The SECOND is the species to test, only three inputs are supported here: "pan" (chimpanzee or bonobo), "orang" or "gorilla".
The THIRD argument is the full path to a BAM file (or CRAM, if necessary), containing sequence alignments to the human reference genome.
The full input string should resemble this:
argum="/your/assembly/hg19.fa,pan,/your/test/file.bam"
The script itself is using R and will call bcftools mpileup for species-specific diagnostic sites, count reads that look like human or the species of choice, and calculate contamination & standard deviation across chromosomes.
The calculation is simple: (sum of reads with human allele)/(sum of all reads with any allele).
The output is FOUR numbers: The point estimate of % contaminating reads, point estimate minus one standard deviation across 22 chromosomes, point estimate plus one SD, and the total number of sites covered.
The script spits it out on the command line. If you want it to be written into a separate file, add something like "> your/file.txt" to the command line.
In order to apply the script, just run:
Rscript --vanilla contamination_test_ape.R ${argum}
- For the reference genome, only paths including the strings "hg19" or "hg38" are allowed, and they should point to exactly one of these versions of the human reference genome (hg19 or hg38/GRCh38). Patches should not matter regarding the coordinates. The reference genome should be a version with "chr" in the chromosome names. Obviously, it has to be the same genome your sequences were mapped to.
- Different versions of SAMTOOLS may work differently. SAMTOOLS 1.0 does not process files with CRAM extension. Files with BAM extension work faster in either version.

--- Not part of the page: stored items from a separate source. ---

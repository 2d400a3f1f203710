use clap::{Args, Parser, Subcommand};
use std::path::PathBuf;

use crate::cli::ai::{DEFAULT_MAX_RETRIES, DEFAULT_TEMPERATURE};
use crate::models::{Grade, Subject};

pub mod ai;
pub mod ask;
pub mod export;
pub mod generate;
pub mod grade;
pub mod providers;
pub mod topics;

pub use ask::run_ask;
pub use generate::run_generate;
pub use grade::{run_grade, GradingContext, Submission};
pub use providers::run_providers;
pub use topics::run_topics;

#[derive(Parser)]
#[command(name = "examprep")]
#[command(about = "Primary exam practice from the command line")]
#[command(version)]
pub struct Cli {
    /// Show debug logging
    #[arg(short, long, global = true)]
    pub verbose: bool,

    #[command(subcommand)]
    pub command: Commands,
}

#[derive(Subcommand)]
pub enum Commands {
    /// Send a prompt through the AI provider chain
    Ask(AskArgs),
    /// Show configured AI providers in fallback order
    Providers,
    /// List syllabus topics
    Topics(TopicsArgs),
    /// Generate practice questions
    Generate(GenerateArgs),
    /// Mark answers to a set of questions
    Grade(GradeArgs),
}

#[derive(Args)]
pub struct AskArgs {
    pub prompt: String,
    /// Sampling temperature (0.0 - 1.0)
    #[arg(short, long, default_value_t = DEFAULT_TEMPERATURE)]
    pub temperature: f32,
    /// Attempts per retrying provider
    #[arg(short, long, default_value_t = DEFAULT_MAX_RETRIES)]
    pub max_retries: u32,
    /// Attach an image (requires the vision provider)
    #[arg(short, long)]
    pub image: Option<PathBuf>,
}

#[derive(Args)]
pub struct TopicsArgs {
    /// p6 or p7
    #[arg(short, long)]
    pub grade: Option<Grade>,
    /// mathematics, english, social-studies or science
    #[arg(short, long)]
    pub subject: Option<Subject>,
}

#[derive(Args)]
pub struct GenerateArgs {
    /// p6 or p7
    #[arg(short, long)]
    pub grade: Grade,
    /// mathematics, english, social-studies or science
    #[arg(short, long)]
    pub subject: Subject,
    /// Topic (defaults to the first syllabus topic)
    #[arg(short, long)]
    pub topic: Option<String>,
    /// Number of questions (1-100)
    #[arg(short = 'n', long, default_value_t = 10)]
    pub count: usize,
    /// Save questions to a text file
    #[arg(long)]
    pub save: bool,
    /// Directory for saved files
    #[arg(short, long, value_name = "DIR")]
    pub out: Option<PathBuf>,
}

#[derive(Args)]
pub struct GradeArgs {
    /// Questions file (an export from `generate --save` or `Qn.` lines)
    #[arg(short, long, value_name = "FILE")]
    pub questions: PathBuf,
    /// Typed answers, one `Q1. answer` per line
    #[arg(
        short,
        long,
        value_name = "FILE",
        conflicts_with = "image",
        required_unless_present = "image"
    )]
    pub answers: Option<PathBuf>,
    /// Photo of written work
    #[arg(short, long, value_name = "PATH")]
    pub image: Option<PathBuf>,
    #[arg(short, long)]
    pub grade: Option<Grade>,
    #[arg(short, long)]
    pub subject: Option<Subject>,
    #[arg(short, long)]
    pub topic: Option<String>,
    /// Name printed on saved feedback
    #[arg(long, default_value = "Student")]
    pub student: String,
    /// Save feedback to a text file
    #[arg(long)]
    pub save: bool,
    /// Directory for saved files
    #[arg(short, long, value_name = "DIR")]
    pub out: Option<PathBuf>,
}

impl GenerateArgs {
    pub fn save_dir(&self) -> Option<PathBuf> {
        save_dir(self.save, self.out.as_ref())
    }
}

impl GradeArgs {
    pub fn save_dir(&self) -> Option<PathBuf> {
        save_dir(self.save, self.out.as_ref())
    }

    pub fn context(&self) -> GradingContext {
        GradingContext {
            grade: self.grade,
            subject: self.subject,
            topic: self.topic.clone(),
        }
    }
}

/// `--out` implies saving
fn save_dir(save: bool, out: Option<&PathBuf>) -> Option<PathBuf> {
    match out {
        Some(dir) => Some(dir.clone()),
        None if save => Some(export::default_export_dir()),
        None => None,
    }
}

#[cfg(test)]
mod tests {
    use super::*;
    use clap::CommandFactory;

    #[test]
    fn test_cli_definition() {
        Cli::command().debug_assert();
    }

    #[test]
    fn test_parse_generate() {
        let cli = Cli::parse_from(["examprep", "generate", "-g", "p7", "-s", "maths", "-n", "5"]);
        let Commands::Generate(args) = cli.command else {
            panic!("expected generate");
        };
        assert_eq!(args.grade, Grade::Primary7);
        assert_eq!(args.subject, Subject::Mathematics);
        assert_eq!(args.count, 5);
        assert!(args.save_dir().is_none());
    }

    #[test]
    fn test_out_implies_save() {
        let cli = Cli::parse_from([
            "examprep", "generate", "-g", "p6", "-s", "science", "-o", "/tmp/x",
        ]);
        let Commands::Generate(args) = cli.command else {
            panic!("expected generate");
        };
        assert_eq!(args.save_dir(), Some(PathBuf::from("/tmp/x")));
    }

    #[test]
    fn test_grade_needs_answers_or_image() {
        let grade = |extra: &[&str]| {
            let args = ["examprep", "grade", "-q", "q.txt"].iter().chain(extra);
            Cli::try_parse_from(args)
        };
        assert!(grade(&[]).is_err());
        assert!(grade(&["-a", "a.txt", "-i", "p.jpg"]).is_err());
        assert!(grade(&["-i", "p.jpg"]).is_ok());
    }

    #[test]
    fn test_ask_defaults() {
        let cli = Cli::parse_from(["examprep", "ask", "hello"]);
        let Commands::Ask(args) = cli.command else {
            panic!("expected ask");
        };
        assert_eq!(args.temperature, DEFAULT_TEMPERATURE);
        assert_eq!(args.max_retries, DEFAULT_MAX_RETRIES);
    }

    #[test]
    fn test_bad_grade_rejected() {
        assert!(Cli::try_parse_from(["examprep", "topics", "-g", "p9"]).is_err());
    }
}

- Some filtering of the raw reads is advisable to get appropriate results. Mapped reads should have aligned sequences/inserts of >= 35bp. Spurious alignments (for example, from bacteria in fecal or ancient samples) will be identical to the reference genome and appear as "contaminant".
- If you get very high numbers (40%, 80%), you should check if you are testing the right species. Using the diagnostic sites of orangutans does not work perfectly with gorilla, but gives intermediate estimates. The same is true if your sequencing data comes from another primate species. If you get almost 100%, it might be either a human library, or spurious alignments (see previous point).
- In principle, the test will be sensitive with at least ~500 read pairs mapped to the reference genome, better more. Less than that may result in absence of observations.